Now I haven't thrown this under the profiler yet, which I will try, but
the code isn't all the complicated and I did a code review and don't see
anyplace where I'm holding a reference to the data. I also saw some other
posts this weekend of others getting OutOfMemoryExceptions and one of the
recommendations was to create a new context. If this is the case, then
I'm assuming something is getting cached or new objects created in the
context are not destroyed after a commit. This is more of what I trying
to find out... what happens in the Cayenne internals when you create a new
object in the context, commit it, and continue using the same context.

btw. Andrew, I remember you and your LEWOstuff from wowodc... very cool
"stuff"! :)

Thanks.
-Mike

From:
Andrew Lindesay <ap..indesay.co.nz>
To:
use..ayenne.apache.org
Date:
05/22/2010 02:43 AM
Subject:
Re: Blobs in the DataContext

Hi there Mike;

I'd have to agree with Ari there; small BLOBs (usually in a sub-table)
work fine with an object-relational mapping system like Cayenne, but
trying to use an object-relational technology for big BLOBs is generally
troublesome owing to the cost of shifting those big hunks of data around
and also gobbling-up all that memory.

Some database products offer "streaming" to and from BLOBs which is one
get-around for these problems. This means you can theoretically get away
with not having to hold the whole hunk of data in memory at once.
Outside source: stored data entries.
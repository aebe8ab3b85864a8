//! Trigram search indexes.
//!
//! SQLite gets FTS5 virtual tables with the `trigram` tokenizer; the same
//! columns can be indexed on PostgreSQL with `pg_trgm` using
//! [`postgres_script`].

use rusqlite::{Connection, params};
use serde::Serialize;
use tracing::info;

use crate::error::BootstrapError;
use crate::store::Store;

/// A table column covered by a trigram index.
#[derive(Debug, Clone, Copy, PartialEq, Eq, Serialize)]
pub struct TrigramColumn {
    pub table: &'static str,
    pub column: &'static str,
}

impl TrigramColumn {
    pub fn index_name(&self) -> String {
        format!("{}_{}_trgm", self.table, self.column)
    }
}

pub const TRIGRAM_COLUMNS: &[TrigramColumn] = &[
    TrigramColumn { table: "gene", column: "systematic_name" },
    TrigramColumn { table: "gene", column: "standard_name" },
    TrigramColumn { table: "gene", column: "aliases" },
    TrigramColumn { table: "gene", column: "description" },
    TrigramColumn { table: "experiment", column: "accession" },
];

pub const GENE_INDEX_TABLE: &str = "gene_trgm";
pub const EXPERIMENT_INDEX_TABLE: &str = "experiment_trgm";

const CREATE_INDEXES: &str = "
CREATE VIRTUAL TABLE IF NOT EXISTS gene_trgm USING fts5(
    systematic_name, standard_name, aliases, description,
    content = 'gene', content_rowid = 'id', tokenize = 'trigram'
);
CREATE VIRTUAL TABLE IF NOT EXISTS experiment_trgm USING fts5(
    accession,
    content = 'experiment', content_rowid = 'id', tokenize = 'trigram'
);

CREATE TRIGGER IF NOT EXISTS gene_trgm_ai AFTER INSERT ON gene BEGIN
    INSERT INTO gene_trgm (rowid, systematic_name, standard_name, aliases, description)
    VALUES (new.id, new.systematic_name, new.standard_name, new.aliases, new.description);
END;
CREATE TRIGGER IF NOT EXISTS gene_trgm_ad AFTER DELETE ON gene BEGIN
    INSERT INTO gene_trgm (gene_trgm, rowid, systematic_name, standard_name, aliases, description)
    VALUES ('delete', old.id, old.systematic_name, old.standard_name, old.aliases, old.description);
END;
CREATE TRIGGER IF NOT EXISTS gene_trgm_au AFTER UPDATE ON gene BEGIN
    INSERT INTO gene_trgm (gene_trgm, rowid, systematic_name, standard_name, aliases, description)
    VALUES ('delete', old.id, old.systematic_name, old.standard_name, old.aliases, old.description);
    INSERT INTO gene_trgm (rowid, systematic_name, standard_name, aliases, description)
    VALUES (new.id, new.systematic_name, new.standard_name, new.aliases, new.description);
END;

CREATE TRIGGER IF NOT EXISTS experiment_trgm_ai AFTER INSERT ON experiment BEGIN
    INSERT INTO experiment_trgm (rowid, accession) VALUES (new.id, new.accession);
END;
CREATE TRIGGER IF NOT EXISTS experiment_trgm_ad AFTER DELETE ON experiment BEGIN
    INSERT INTO experiment_trgm (experiment_trgm, rowid, accession)
    VALUES ('delete', old.id, old.accession);
END;
CREATE TRIGGER IF NOT EXISTS experiment_trgm_au AFTER UPDATE ON experiment BEGIN
    INSERT INTO experiment_trgm (experiment_trgm, rowid, accession)
    VALUES ('delete', old.id, old.accession);
    INSERT INTO experiment_trgm (rowid, accession) VALUES (new.id, new.accession);
END;
";

#[derive(Debug, Clone, PartialEq, Eq, Serialize)]
pub struct IndexReport {
    pub indexes: Vec<String>,
    pub genes_indexed: u64,
    pub experiments_indexed: u64,
}

/// Declares the trigram indexes if absent and rebuilds their contents.
///
/// Triggers on `gene` and `experiment` keep the indexes current after the
/// first call.
pub fn create_search_indexes(store: &mut Store) -> Result<IndexReport, BootstrapError> {
    let tx = store.transaction()?;
    tx.execute_batch(CREATE_INDEXES)?;
    tx.execute("INSERT INTO gene_trgm (gene_trgm) VALUES ('rebuild')", [])?;
    tx.execute("INSERT INTO experiment_trgm (experiment_trgm) VALUES ('rebuild')", [])?;
    let genes_indexed = count(&tx, "SELECT COUNT(*) FROM gene")?;
    let experiments_indexed = count(&tx, "SELECT COUNT(*) FROM experiment")?;
    tx.commit()?;

    info!(genes_indexed, experiments_indexed, "trigram indexes rebuilt");
    Ok(IndexReport {
        indexes: vec![GENE_INDEX_TABLE.to_string(), EXPERIMENT_INDEX_TABLE.to_string()],
        genes_indexed,
        experiments_indexed,
    })
}

fn count(conn: &Connection, sql: &str) -> Result<u64, BootstrapError> {
    let value: i64 = conn.query_row(sql, [], |row| row.get(0))?;
    Ok(value as u64)
}

/// Equivalent `pg_trgm` declarations for a PostgreSQL deployment.
pub fn postgres_script() -> String {
    let mut script = String::from("CREATE EXTENSION IF NOT EXISTS pg_trgm;\n");
    for column in TRIGRAM_COLUMNS {
        script.push_str(&format!(
            "CREATE INDEX IF NOT EXISTS {} ON {} USING gin ({} gin_trgm_ops);\n",
            column.index_name(),
            column.table,
            column.column
        ));
    }
    script
}

#[derive(Debug, Clone, PartialEq, Serialize)]
pub struct GeneHit {
    pub id: i64,
    pub systematic_name: String,
    pub standard_name: Option<String>,
    pub weight: f64,
}

/// Substring search over gene names, aliases and descriptions.
///
/// Results are ordered by gene weight. Trigram matching needs at least three
/// characters.
pub fn search_genes(conn: &Connection, query: &str, limit: usize) -> Result<Vec<GeneHit>, BootstrapError> {
    let query = query.trim();
    if query.chars().count() < 3 {
        return Err(BootstrapError::InvalidArgument(format!(
            "search term `{query}` is shorter than three characters"
        )));
    }
    let phrase = format!("\"{}\"", query.replace('"', "\"\""));
    let mut stmt = conn.prepare(
        "SELECT g.id, g.systematic_name, g.standard_name, g.weight
         FROM gene_trgm t JOIN gene g ON g.id = t.rowid
         WHERE gene_trgm MATCH ?1 AND g.obsolete = 0
         ORDER BY g.weight DESC, g.systematic_name
         LIMIT ?2",
    )?;
    let hits = stmt
        .query_map(params![phrase, limit as i64], |row| {
            Ok(GeneHit {
                id: row.get(0)?,
                systematic_name: row.get(1)?,
                standard_name: row.get(2)?,
                weight: row.get(3)?,
            })
        })?
        .collect::<Result<Vec<_>, _>>()?;
    Ok(hits)
}
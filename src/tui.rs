use std::collections::VecDeque;
use std::io;
use std::sync::mpsc::TryRecvError;
use std::sync::{Arc, Mutex};
use std::thread;
use std::time::{Duration, Instant};

use chrono::Local;
use crossterm::ExecutableCommand;
use crossterm::event::{self, Event, KeyCode, KeyEventKind};
use crossterm::terminal::{
    EnterAlternateScreen, LeaveAlternateScreen, disable_raw_mode, enable_raw_mode,
};
use miette::IntoDiagnostic;
use ratatui::Terminal;
use ratatui::backend::CrosstermBackend;
use ratatui::layout::{Alignment, Constraint, Direction, Layout};
use ratatui::style::{Color, Modifier, Style};
use ratatui::text::{Line, Span};
use ratatui::widgets::{Block, Borders, Paragraph, Wrap};

use crate::app::{BootstrapResult, ProgressEvent, ProgressSink, ProgressSinkKind, Step, StepStatus};
use crate::error::BootstrapError;

const EVENTS_MAX: usize = 8;
const LOGS_MAX: usize = 200;

#[derive(Debug, Clone, Copy, PartialEq, Eq)]
enum Phase {
    Plan,
    Import,
    Done,
}

impl Phase {
    fn label(self) -> &'static str {
        match self {
            Phase::Plan => "Plan",
            Phase::Import => "Import",
            Phase::Done => "Done",
        }
    }
}

#[derive(Debug)]
struct AppState {
    status: String,
    phase: Phase,
    steps_done: usize,
    last_step_ms: Option<u128>,
    events: VecDeque<String>,
    logs: VecDeque<String>,
    started: Instant,
    active: bool,
    show_logs: bool,
    summary: Vec<String>,
}

pub struct Tui {
    kind: ProgressSinkKind,
    state: Arc<Mutex<AppState>>,
}

struct TuiProgress {
    state: Arc<Mutex<AppState>>,
}

impl ProgressSink for TuiProgress {
    fn event(&self, event: ProgressEvent) {
        if let Ok(mut state) = self.state.lock() {
            let message = event.message.trim().to_string();
            match parse_phase(&message) {
                Some(("Import", payload)) => {
                    state.phase = Phase::Import;
                    state.status = payload.to_string();
                }
                Some(("Done", payload)) | Some(("Skip", payload)) => {
                    state.steps_done = state.steps_done.saturating_add(1);
                    state.status = payload.to_string();
                }
                _ => state.status = message.clone(),
            }
            if let Some(elapsed) = event.elapsed {
                state.last_step_ms = Some(elapsed.as_millis());
            }
            push_bounded(&mut state.events, message.clone(), EVENTS_MAX);
            let stamp = Local::now().format("%H:%M:%S");
            push_bounded(&mut state.logs, format!("[{stamp}] {message}"), LOGS_MAX);
        }
    }
}

impl Tui {
    pub fn new(kind: ProgressSinkKind) -> Self {
        Self {
            kind,
            state: Arc::new(Mutex::new(AppState {
                status: "ready".to_string(),
                phase: Phase::Plan,
                steps_done: 0,
                last_step_ms: None,
                events: VecDeque::new(),
                logs: VecDeque::new(),
                started: Instant::now(),
                active: false,
                show_logs: false,
                summary: Vec::new(),
            })),
        }
    }

    /// Runs `f` on a worker thread while rendering its progress events.
    pub fn run<F, R>(&mut self, f: F) -> miette::Result<R>
    where
        F: FnOnce(&dyn ProgressSink) -> Result<R, BootstrapError> + Send + 'static,
        R: Send + 'static,
    {
        self.set_active(true);
        let mut terminal = enter_terminal()?;

        let (tx, rx) = std::sync::mpsc::channel();
        let sink = TuiProgress {
            state: self.state.clone(),
        };
        let handle = thread::spawn(move || tx.send(f(&sink)));

        let mut tick = 0usize;
        loop {
            if let Ok(state) = self.state.lock() {
                terminal
                    .draw(|frame| draw_ui(frame, self.kind, &state, tick))
                    .into_diagnostic()?;
            }

            match rx.try_recv() {
                Ok(result) => {
                    self.set_active(false);
                    leave_terminal()?;
                    handle.join().ok();
                    return result.map_err(miette::Report::new);
                }
                Err(TryRecvError::Disconnected) => {
                    self.set_active(false);
                    leave_terminal()?;
                    handle.join().ok();
                    return Err(worker_stopped());
                }
                Err(TryRecvError::Empty) => {}
            }

            if event::poll(Duration::from_millis(120)).into_diagnostic()? {
                if let Event::Key(key) = event::read().into_diagnostic()? {
                    if key.kind == KeyEventKind::Press && self.handle_key(key.code) {
                        break;
                    }
                }
            }
            tick = tick.wrapping_add(1);
        }

        self.set_active(false);
        leave_terminal()?;
        Err(miette::Report::msg("aborted"))
    }

    /// Shows the final step table until a key is pressed.
    pub fn finish_bootstrap(&mut self, result: &BootstrapResult) -> miette::Result<()> {
        if let Ok(mut state) = self.state.lock() {
            state.phase = Phase::Done;
            state.status = format!(
                "{}: {} rows inserted, {} skipped",
                result.status,
                result.total_inserted(),
                result.total_skipped()
            );
            state.summary = result.steps.iter().map(step_line).collect();
        }

        let mut terminal = enter_terminal()?;
        loop {
            if let Ok(state) = self.state.lock() {
                terminal
                    .draw(|frame| draw_ui(frame, self.kind, &state, 0))
                    .into_diagnostic()?;
            }
            if let Event::Key(key) = event::read().into_diagnostic()? {
                if key.kind == KeyEventKind::Press && !matches!(key.code, KeyCode::F(4)) {
                    break;
                }
                self.handle_key(key.code);
            }
        }
        leave_terminal()
    }

    fn handle_key(&mut self, code: KeyCode) -> bool {
        match code {
            KeyCode::Char('q') | KeyCode::Esc => true,
            KeyCode::F(4) => {
                if let Ok(mut state) = self.state.lock() {
                    state.show_logs = !state.show_logs;
                }
                false
            }
            _ => false,
        }
    }

    fn set_active(&self, active: bool) {
        if let Ok(mut state) = self.state.lock() {
            state.active = active;
            if active {
                state.started = Instant::now();
            }
        }
    }
}

fn worker_stopped() -> miette::Report {
    miette::Report::msg("worker thread stopped without a result")
}

fn enter_terminal() -> miette::Result<Terminal<CrosstermBackend<io::Stdout>>> {
    let mut stdout = io::stdout();
    enable_raw_mode().into_diagnostic()?;
    stdout.execute(EnterAlternateScreen).into_diagnostic()?;
    let mut terminal = Terminal::new(CrosstermBackend::new(stdout)).into_diagnostic()?;
    terminal.clear().into_diagnostic()?;
    Ok(terminal)
}

fn leave_terminal() -> miette::Result<()> {
    disable_raw_mode().into_diagnostic()?;
    io::stdout().execute(LeaveAlternateScreen).into_diagnostic()?;
    Ok(())
}

fn step_line(step: &crate::app::StepResult) -> String {
    match step.status {
        StepStatus::Skipped => format!("  -  {:<30} skipped", step.step.label()),
        StepStatus::Completed => format!(
            "  ✓  {:<30} {:>6} ms  +{} ~{} ins {} skip {}",
            step.step.label(),
            step.elapsed_ms,
            step.created,
            step.updated,
            step.inserted,
            step.skipped
        ),
    }
}

fn draw_ui(frame: &mut ratatui::Frame, kind: ProgressSinkKind, state: &AppState, tick: usize) {
    let chunks = Layout::default()
        .direction(Direction::Vertical)
        .constraints([Constraint::Length(3), Constraint::Min(8), Constraint::Length(2)])
        .split(frame.area());

    frame.render_widget(draw_header(state, kind, tick), chunks[0]);
    if state.show_logs {
        frame.render_widget(draw_logs(state), chunks[1]);
    } else {
        let main = Layout::default()
            .direction(Direction::Horizontal)
            .constraints([Constraint::Percentage(55), Constraint::Percentage(45)])
            .split(chunks[1]);
        frame.render_widget(draw_status_panel(state), main[0]);
        frame.render_widget(draw_steps_panel(state), main[1]);
    }
    let footer = Paragraph::new(Line::from(Span::styled(
        "q/Esc quit · F4 logs",
        Style::default().fg(Color::Gray),
    )))
    .block(Block::default().borders(Borders::TOP));
    frame.render_widget(footer, chunks[2]);
}

fn draw_header(state: &AppState, kind: ProgressSinkKind, tick: usize) -> Paragraph<'static> {
    let hb = if state.active && tick % 2 == 0 { "*" } else { " " };
    let op_label = match kind {
        ProgressSinkKind::Bootstrap => "Bootstrap",
        ProgressSinkKind::Deploy => "Deploy",
    };
    let header_line = Line::from(vec![
        Span::styled(
            "ADAGE-BOOTSTRAP",
            Style::default().fg(Color::Cyan).add_modifier(Modifier::BOLD),
        ),
        Span::raw(" "),
        Span::styled(env!("CARGO_PKG_VERSION"), Style::default().fg(Color::Gray)),
        Span::raw("   Op: "),
        Span::styled(op_label, Style::default().fg(Color::Cyan)),
        Span::raw("   "),
        Span::styled(hb, Style::default().fg(Color::Green)),
    ]);
    Paragraph::new(vec![header_line])
        .alignment(Alignment::Left)
        .block(Block::default().borders(Borders::BOTTOM))
}

fn draw_status_panel(state: &AppState) -> Paragraph<'static> {
    let total = Step::ORDER.len();
    let percent = (state.steps_done.min(total) * 100 / total) as u8;
    let phase_color = match state.phase {
        Phase::Done => Color::Green,
        Phase::Import => Color::Cyan,
        Phase::Plan => Color::Yellow,
    };
    let last_step = state
        .last_step_ms
        .map(|ms| format!("{ms} ms"))
        .unwrap_or_else(|| "--".to_string());
    let mut lines = vec![
        Line::from(Span::styled(
            "STATUS / PROGRESS",
            Style::default().fg(Color::Cyan).add_modifier(Modifier::BOLD),
        )),
        Line::from(vec![
            Span::styled("Phase: ", Style::default().fg(Color::Gray)),
            Span::styled(format!("{:<7} ", state.phase.label()), Style::default().fg(phase_color)),
            Span::raw(progress_bar(percent)),
            Span::raw(format!(" {:>3}%", percent)),
        ]),
        Line::from(vec![
            Span::styled("Elapsed: ", Style::default().fg(Color::Gray)),
            Span::raw(format!("{}s", state.started.elapsed().as_secs())),
            Span::styled("   Last step: ", Style::default().fg(Color::Gray)),
            Span::raw(last_step),
        ]),
        Line::from(vec![
            Span::styled("Now: ", Style::default().fg(Color::Gray)),
            Span::raw(state.status.clone()),
        ]),
        Line::from(Span::styled("Recent events:", Style::default().fg(Color::Gray))),
    ];
    for event in state.events.iter().rev().take(EVENTS_MAX) {
        lines.push(Line::from(format!("- {event}")));
    }
    Paragraph::new(lines)
        .block(Block::default().borders(Borders::RIGHT))
        .wrap(Wrap { trim: true })
}

fn draw_steps_panel(state: &AppState) -> Paragraph<'static> {
    let mut lines = vec![Line::from(Span::styled(
        "STEPS",
        Style::default().fg(Color::Cyan).add_modifier(Modifier::BOLD),
    ))];
    if state.summary.is_empty() {
        for (index, step) in Step::ORDER.iter().enumerate() {
            let marker = if index < state.steps_done { "✓" } else { "·" };
            lines.push(Line::from(format!("  {marker}  {}", step.label())));
        }
    } else {
        lines.extend(state.summary.iter().cloned().map(Line::from));
    }
    Paragraph::new(lines).wrap(Wrap { trim: false })
}

fn draw_logs(state: &AppState) -> Paragraph<'static> {
    let lines = state
        .logs
        .iter()
        .rev()
        .take(LOGS_MAX)
        .map(|line| Line::from(line.clone()))
        .collect::<Vec<_>>();
    Paragraph::new(lines)
        .block(Block::default().title("Logs").borders(Borders::ALL))
        .wrap(Wrap { trim: true })
}

fn progress_bar(percent: u8) -> String {
    let total = 16;
    let filled = (percent as usize * total) / 100;
    let mut out = String::from("[");
    for i in 0..total {
        out.push(if i < filled { '#' } else { '.' });
    }
    out.push(']');
    out
}

fn parse_phase(message: &str) -> Option<(&str, &str)> {
    let rest = message.strip_prefix("phase=")?;
    let (phase, payload) = rest.split_once(';')?;
    Some((phase, payload.trim()))
}

fn push_bounded(buffer: &mut VecDeque<String>, item: String, max: usize) {
    buffer.push_back(item);
    while buffer.len() > max {
        buffer.pop_front();
    }
}

#[cfg(test)]
mod tests {
    use super::*;

    #[test]
    fn panicking_worker_disconnects_the_channel() {
        let (tx, rx) = std::sync::mpsc::channel::<Result<(), BootstrapError>>();
        let handle = thread::spawn(move || {
            let _tx = tx;
            panic!("import worker failed");
        });
        assert!(handle.join().is_err());
        assert_eq!(rx.try_recv().unwrap_err(), TryRecvError::Disconnected);
        assert_eq!(worker_stopped().to_string(), "worker thread stopped without a result");
    }

    #[test]
    fn parses_phase_prefix() {
        assert_eq!(
            parse_phase("phase=Import; [2026-10-19T10:00:00Z] gene info"),
            Some(("Import", "[2026-10-19T10:00:00Z] gene info"))
        );
        assert_eq!(parse_phase("plain message"), None);
    }

    #[test]
    fn progress_counts_finished_and_skipped_steps() {
        let tui = Tui::new(ProgressSinkKind::Bootstrap);
        let sink = TuiProgress {
            state: tui.state.clone(),
        };
        sink.event(ProgressEvent {
            message: "phase=Skip; organisms: no inputs".to_string(),
            elapsed: None,
        });
        sink.event(ProgressEvent {
            message: "phase=Done; gene info".to_string(),
            elapsed: Some(Duration::from_millis(42)),
        });
        let state = tui.state.lock().unwrap();
        assert_eq!(state.steps_done, 2);
        assert_eq!(state.last_step_ms, Some(42));
        assert_eq!(progress_bar(50), "[########........]");
    }
}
Some time ago I was having to work cross-database with BLOBs of arbitrary
size and had some such troubles. For this reason I wrote a system which
lays down a whole series of smaller BLOBs which are then linked by a
header-table holding some very basic meta-data such as a "short unique
code" to link into the object-relational world. It's non-transactional
across the whole data, but generally special handling is required to deal
with large data sets anyway. In java, I then have an input/output stream
writing to and reading from this data structure. There are some other
advantages to this system such as being able to do "out of order" writes
to the stream.

That is actually part of my "lestuff" project which is open-source so you
are welcome to use that if you would like; drop me a note and I'll give
you some pointers. Otherwise, maybe this gives you some ideas.

Regards;

> I'm using cayenne to store large files in BLOBs as a process runs.
> The first step of the process is storing large files (~ 600MB) and they
> are ending up in the DB just fine, then we run some tasks and get some
> output files, and then store the large output files (~ 500MB) to the DB.

...
> note: I'm also compressing the stream in memory as I'm adding it to the
> byte[], but still... it works for the input files. also, each of these

___
Andrew Lindesay
www.silvereye.co.nz

Next message: Joe Baldwin: "DBCP Properties - testOnBorrow"
Previous message: Andrus Adamchik: "Re: Maven2 cgen task problem"
In reply to: Andrew Lindesay: "Re: Blobs in the DataContext"
Next in thread: Andrew Lindesay: "Re: Blobs in the DataContext"
Reply: Andrew Lindesay: "Re: Blobs in the DataContext"
Messages sorted by: [ date ] [ thread ] [ subject ] [ author ]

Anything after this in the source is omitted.